Dla mniejszości niemieckiej na pierwszym miejscu jest natomiast kwestia edukacji, wobec czego obaj przedstawiciele tej grupy etnicznej w komisji byli mocno rozczarowani dyskusją nad tym punktem porządku dziennego. – Rozmawialiśmy o strategiach edukacyjnych dla mniejszości i nie dowiedzieliśmy się niczego nowego, niczego konkretnego. Mieliśmy nadzieję, że zostanie przedstawiony jakiś plan działania, aby się dowiedzieć, jakie są konkretne kolejne kroki ze strony rządu, ale to nie nastąpiło. Nie chodzi tylko o problem nauczania języka niemieckiego w VII i VIII klasie szkoły podstawowej, którego nie można już uczyć jednocześnie jako języka mniejszości i języka obcego, ale także ogólnie o kwestię szkolnictwa dla mniejszości i jakość nauczania języka mniejszości – mówi Rafał Bartek i dodaje, że już w ubiegłym roku mniejszości odpowiedziały na ankietę dotyczącą edukacji i jej przyszłości. Zatem to, czego chcą mniejszości, powinno być znane urzędnikom.

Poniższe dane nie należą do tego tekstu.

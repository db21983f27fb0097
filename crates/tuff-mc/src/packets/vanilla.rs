//! Packet ids and layouts of the vanilla releases from 1.7.10 to 1.12.2.
//!
//! Each table lists the versions at which a packet's id or layout changed;
//! versions in between inherit the entry below them.

use crate::buffer::{ByteReader, ByteWriter};
use crate::chunk::{flat, legacy, paletted};
use crate::error::{ProtocolError, Result};
use crate::packets::{
    ChatMessage, ChatSend, ClientboundPacket, DecodeContext, Disconnect, EncryptionRequest,
    EncryptionResponse, Handshake, JoinGame, KeepAlive, LoginStart, LoginSuccess, PacketKind,
    Ping, Pong, ServerboundPacket, SetCompression, StatusResponse,
};
use crate::registry::{Codec, DecodeFn, EncodeFn, PacketRegistry, VersionTable};
use crate::state::ConnectionState::{Handshake as HandshakeState, Login, Play, Status};
use crate::version::ProtocolVersion as V;

/// Wrap a reader into a [`DecodeFn`] producing `ClientboundPacket::$variant`.
macro_rules! decoder {
    ($variant:ident <- $read:path) => {{
        fn decode(reader: &mut ByteReader, _: &DecodeContext) -> Result<ClientboundPacket> {
            $read(reader).map(ClientboundPacket::$variant)
        }
        decode as DecodeFn
    }};
    ($variant:ident <- $read:path, ctx) => {{
        fn decode(reader: &mut ByteReader, ctx: &DecodeContext) -> Result<ClientboundPacket> {
            $read(reader, ctx).map(ClientboundPacket::$variant)
        }
        decode as DecodeFn
    }};
}

/// Wrap a writer into an [`EncodeFn`] accepting `ServerboundPacket::$variant`.
macro_rules! encoder {
    ($variant:ident -> $write:path) => {{
        fn encode(packet: &ServerboundPacket, writer: &mut ByteWriter) -> Result<()> {
            match packet {
                ServerboundPacket::$variant(inner) => {
                    $write(inner, writer);
                    Ok(())
                }
                other => Err(mismatch(PacketKind::$variant, other)),
            }
        }
        encode as EncodeFn
    }};
}

fn mismatch(expected: PacketKind, got: &ServerboundPacket) -> ProtocolError {
    ProtocolError::malformed(format!("{expected} encoder given {}", got.kind()))
}

fn write_nothing<T>(_: &T, _: &mut ByteWriter) {}

/// Build the vanilla registry.
///
/// Each connection owns its own registry; nothing here is global.
#[must_use]
#[allow(clippy::too_many_lines)]
pub fn registry() -> PacketRegistry {
    let mut registry = PacketRegistry::new();

    // Handshake
    registry.serverbound(
        HandshakeState,
        PacketKind::Handshake,
        VersionTable::new().since(V::V1_7_10, Codec::new(0x00, encoder!(Handshake -> Handshake::write))),
    );

    // Status
    registry
        .serverbound(
            Status,
            PacketKind::StatusRequest,
            VersionTable::new()
                .since(V::V1_7_10, Codec::new(0x00, encoder!(StatusRequest -> write_nothing))),
        )
        .serverbound(
            Status,
            PacketKind::StatusPing,
            VersionTable::new().since(V::V1_7_10, Codec::new(0x01, encoder!(StatusPing -> Ping::write))),
        )
        .clientbound(
            Status,
            PacketKind::StatusResponse,
            VersionTable::new().since(
                V::V1_7_10,
                Codec::new(0x00, decoder!(StatusResponse <- StatusResponse::read)),
            ),
        )
        .clientbound(
            Status,
            PacketKind::StatusPong,
            VersionTable::new().since(V::V1_7_10, Codec::new(0x01, decoder!(StatusPong <- Pong::read))),
        );

    // Login
    registry
        .serverbound(
            Login,
            PacketKind::LoginStart,
            VersionTable::new().since(V::V1_7_10, Codec::new(0x00, encoder!(LoginStart -> LoginStart::write))),
        )
        .serverbound(
            Login,
            PacketKind::EncryptionResponse,
            VersionTable::new()
                .since(
                    V::V1_7_10,
                    Codec::new(0x01, encoder!(EncryptionResponse -> EncryptionResponse::write_v1_7)),
                )
                .since(
                    V::V1_8,
                    Codec::new(0x01, encoder!(EncryptionResponse -> EncryptionResponse::write)),
                ),
        )
        .clientbound(
            Login,
            PacketKind::LoginDisconnect,
            VersionTable::new()
                .since(V::V1_7_10, Codec::new(0x00, decoder!(LoginDisconnect <- Disconnect::read))),
        )
        .clientbound(
            Login,
            PacketKind::EncryptionRequest,
            VersionTable::new()
                .since(
                    V::V1_7_10,
                    Codec::new(0x01, decoder!(EncryptionRequest <- EncryptionRequest::read_v1_7)),
                )
                .since(
                    V::V1_8,
                    Codec::new(0x01, decoder!(EncryptionRequest <- EncryptionRequest::read)),
                ),
        )
        .clientbound(
            Login,
            PacketKind::LoginSuccess,
            VersionTable::new()
                .since(V::V1_7_10, Codec::new(0x02, decoder!(LoginSuccess <- LoginSuccess::read))),
        )
        .clientbound(
            Login,
            PacketKind::SetCompression,
            VersionTable::new()
                .since(V::V1_8, Codec::new(0x03, decoder!(SetCompression <- SetCompression::read))),
        );

    // Play, server to client
    registry
        .clientbound(
            Play,
            PacketKind::KeepAlive,
            VersionTable::new()
                .since(V::V1_7_10, Codec::new(0x00, decoder!(KeepAlive <- KeepAlive::read_v1_7)))
                .since(V::V1_8, Codec::new(0x00, decoder!(KeepAlive <- KeepAlive::read_v1_8)))
                .since(V::V1_9, Codec::new(0x1F, decoder!(KeepAlive <- KeepAlive::read_v1_8)))
                .since(V::V1_12_2, Codec::new(0x1F, decoder!(KeepAlive <- KeepAlive::read_v1_12_2))),
        )
        .clientbound(
            Play,
            PacketKind::JoinGame,
            VersionTable::new()
                .since(V::V1_7_10, Codec::new(0x01, decoder!(JoinGame <- JoinGame::read_v1_7)))
                .since(V::V1_8, Codec::new(0x01, decoder!(JoinGame <- JoinGame::read_v1_8)))
                .since(V::V1_9, Codec::new(0x23, decoder!(JoinGame <- JoinGame::read_v1_8)))
                .since(V::V1_9_1, Codec::new(0x23, decoder!(JoinGame <- JoinGame::read_v1_9_1))),
        )
        .clientbound(
            Play,
            PacketKind::ChatMessage,
            VersionTable::new()
                .since(V::V1_7_10, Codec::new(0x02, decoder!(ChatMessage <- ChatMessage::read_v1_7)))
                .since(V::V1_8, Codec::new(0x02, decoder!(ChatMessage <- ChatMessage::read_v1_8)))
                .since(V::V1_9, Codec::new(0x0F, decoder!(ChatMessage <- ChatMessage::read_v1_8))),
        )
        .clientbound(
            Play,
            PacketKind::Disconnect,
            VersionTable::new()
                .since(V::V1_7_10, Codec::new(0x40, decoder!(Disconnect <- Disconnect::read)))
                .since(V::V1_9, Codec::new(0x1A, decoder!(Disconnect <- Disconnect::read))),
        )
        .clientbound(
            Play,
            PacketKind::SetCompression,
            VersionTable::new()
                .since(V::V1_8, Codec::new(0x46, decoder!(SetCompression <- SetCompression::read)))
                .removed_in(V::V1_9),
        )
        .clientbound(
            Play,
            PacketKind::ChunkData,
            VersionTable::new()
                .since(
                    V::V1_7_10,
                    Codec::new(0x21, decoder!(ChunkData <- legacy::read_chunk_data, ctx)),
                )
                .since(
                    V::V1_8,
                    Codec::new(0x21, decoder!(ChunkData <- flat::read_chunk_data, ctx)),
                )
                .since(
                    V::V1_9,
                    Codec::new(0x20, decoder!(ChunkData <- paletted::read_chunk_data, ctx)),
                )
                .since(
                    V::V1_9_4,
                    Codec::new(
                        0x20,
                        decoder!(ChunkData <- paletted::read_chunk_data_with_block_entities, ctx),
                    ),
                ),
        )
        .clientbound(
            Play,
            PacketKind::ChunkBulk,
            VersionTable::new()
                .since(
                    V::V1_7_10,
                    Codec::new(0x26, decoder!(ChunkBulk <- legacy::read_chunk_bulk, ctx)),
                )
                .since(
                    V::V1_8,
                    Codec::new(0x26, decoder!(ChunkBulk <- flat::read_chunk_bulk, ctx)),
                )
                .removed_in(V::V1_9),
        );

    // Play, client to server
    registry
        .serverbound(
            Play,
            PacketKind::KeepAlive,
            VersionTable::new()
                .since(V::V1_7_10, Codec::new(0x00, encoder!(KeepAlive -> KeepAlive::write_v1_7)))
                .since(V::V1_8, Codec::new(0x00, encoder!(KeepAlive -> KeepAlive::write_v1_8)))
                .since(V::V1_9, Codec::new(0x0B, encoder!(KeepAlive -> KeepAlive::write_v1_8)))
                .since(V::V1_12, Codec::new(0x0C, encoder!(KeepAlive -> KeepAlive::write_v1_8)))
                .since(V::V1_12_1, Codec::new(0x0B, encoder!(KeepAlive -> KeepAlive::write_v1_8)))
                .since(V::V1_12_2, Codec::new(0x0B, encoder!(KeepAlive -> KeepAlive::write_v1_12_2))),
        )
        .serverbound(
            Play,
            PacketKind::ChatSend,
            VersionTable::new()
                .since(V::V1_7_10, Codec::new(0x01, encoder!(ChatSend -> ChatSend::write)))
                .since(V::V1_9, Codec::new(0x02, encoder!(ChatSend -> ChatSend::write)))
                .since(V::V1_12, Codec::new(0x03, encoder!(ChatSend -> ChatSend::write)))
                .since(V::V1_12_1, Codec::new(0x02, encoder!(ChatSend -> ChatSend::write))),
        );

    registry
}

#[cfg(test)]
mod tests {
    use std::sync::Arc;

    use bytes::Bytes;
    use uuid::Uuid;

    use super::*;
    use crate::block::LegacyBlocks;
    use crate::codec::RawPacket;
    use crate::compression::Zlib;
    use crate::state::ConnectionState;

    fn ctx(version: V) -> DecodeContext {
        DecodeContext {
            version,
            blocks: Arc::new(LegacyBlocks),
            compressor: Arc::new(Zlib::default()),
        }
    }

    #[test]
    fn test_every_known_version_resolves() {
        for version in V::KNOWN {
            let resolved = registry().resolve(*version).unwrap();
            assert!(resolved.serverbound_id(PacketKind::Handshake).is_some());
            assert!(resolved.serverbound_id(PacketKind::KeepAlive).is_some());
        }
    }

    #[test]
    fn test_play_ids_move_in_1_9() {
        let v1_8 = registry().resolve(V::V1_8).unwrap();
        assert_eq!(v1_8.clientbound_kind(Play, 0x00), Some(PacketKind::KeepAlive));
        assert_eq!(v1_8.clientbound_kind(Play, 0x26), Some(PacketKind::ChunkBulk));
        assert_eq!(v1_8.clientbound_kind(Play, 0x46), Some(PacketKind::SetCompression));

        let v1_12_2 = registry().resolve(V::V1_12_2).unwrap();
        assert_eq!(v1_12_2.clientbound_kind(Play, 0x1F), Some(PacketKind::KeepAlive));
        assert_eq!(v1_12_2.clientbound_kind(Play, 0x26), None);
        assert_eq!(v1_12_2.clientbound_kind(Play, 0x46), None);
        assert_eq!(v1_12_2.serverbound_id(PacketKind::KeepAlive), Some((Play, 0x0B)));
    }

    #[test]
    fn test_unlisted_version_uses_floor() {
        let resolved = registry().resolve(V::new(200, "1.9.x")).unwrap();
        assert_eq!(resolved.clientbound_kind(Play, 0x20), Some(PacketKind::ChunkData));
        assert_eq!(resolved.serverbound_id(PacketKind::ChatSend), Some((Play, 0x02)));
    }

    #[test]
    fn test_1_12_shuffle_and_revert() {
        let at = |v| registry().resolve(v).unwrap().serverbound_id(PacketKind::ChatSend);
        assert_eq!(at(V::V1_11_2), Some((Play, 0x02)));
        assert_eq!(at(V::V1_12), Some((Play, 0x03)));
        assert_eq!(at(V::V1_12_1), Some((Play, 0x02)));
    }

    #[test]
    fn test_keep_alive_width_by_version() {
        let packet = ServerboundPacket::KeepAlive(KeepAlive::new(5));
        let encoded = |v| registry().resolve(v).unwrap().encode(Play, &packet).unwrap();

        assert_eq!(encoded(V::V1_7_10).payload.len(), 4);
        assert_eq!(encoded(V::V1_8).payload.len(), 1);
        assert_eq!(encoded(V::V1_12_1).payload.len(), 1);
        assert_eq!(encoded(V::V1_12_2).payload.len(), 8);
    }

    #[test]
    fn test_set_compression_absent_in_1_7_login() {
        let resolved = registry().resolve(V::V1_7_10).unwrap();
        let packet = RawPacket::new(0x03, Bytes::from_static(&[0x80, 0x02]));
        assert!(matches!(
            resolved.decode(Login, &packet, &ctx(V::V1_7_10)),
            Err(ProtocolError::UnknownPacket { .. })
        ));
    }

    #[test]
    fn test_login_success_through_registry() {
        let uuid = Uuid::new_v4();
        let mut writer = ByteWriter::new();
        LoginSuccess::new(uuid, "Steve").write(&mut writer);
        let packet = RawPacket::new(0x02, writer.into_inner().freeze());

        let resolved = registry().resolve(V::V1_12_2).unwrap();
        let decoded = resolved.decode(Login, &packet, &ctx(V::V1_12_2)).unwrap();
        assert_eq!(decoded, ClientboundPacket::LoginSuccess(LoginSuccess::new(uuid, "Steve")));
    }

    #[test]
    fn test_handshake_only_in_handshake_state() {
        let resolved = registry().resolve(V::V1_8).unwrap();
        let handshake = ServerboundPacket::Handshake(Handshake::new(
            47,
            "localhost",
            25565,
            crate::packets::NextState::Login,
        ));
        assert!(resolved.encode(ConnectionState::Handshake, &handshake).is_ok());
        assert!(matches!(
            resolved.encode(Play, &handshake),
            Err(ProtocolError::WrongState { .. })
        ));
    }
}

Bernard Gaida podkreśla, że nowe strategie edukacyjne są ważne, ponieważ zdaniem przewodniczącego VdG poprzednie straciły ważność, również ze względu na ostatnie reformy w polskim systemie szkolnym. – Dla mnie bardzo istotne jest, abyśmy wyraźnie stwierdzili, że wszystkie strategie w zasadzie nie mają na celu wdrożenia Europejskiej karty mniejszości lub Karty języków regionalnych, a powinny, ponieważ Karta, którą Polska ratyfikowała, powinna być punktem wyjścia. Tyle, że na spotkaniu też nie było o tym mowy – mówi Bernard Gaida. Zobaczymy więc, czy Ministerstwo Edukacji Narodowej zacznie pracować nad nowymi strategiami edukacyjnymi dla mniejszości i czy Ministerstwo Spraw Wewnętrznych ze względu na epidemię koronawirusa ułatwi grupom etnicznym składanie wniosków.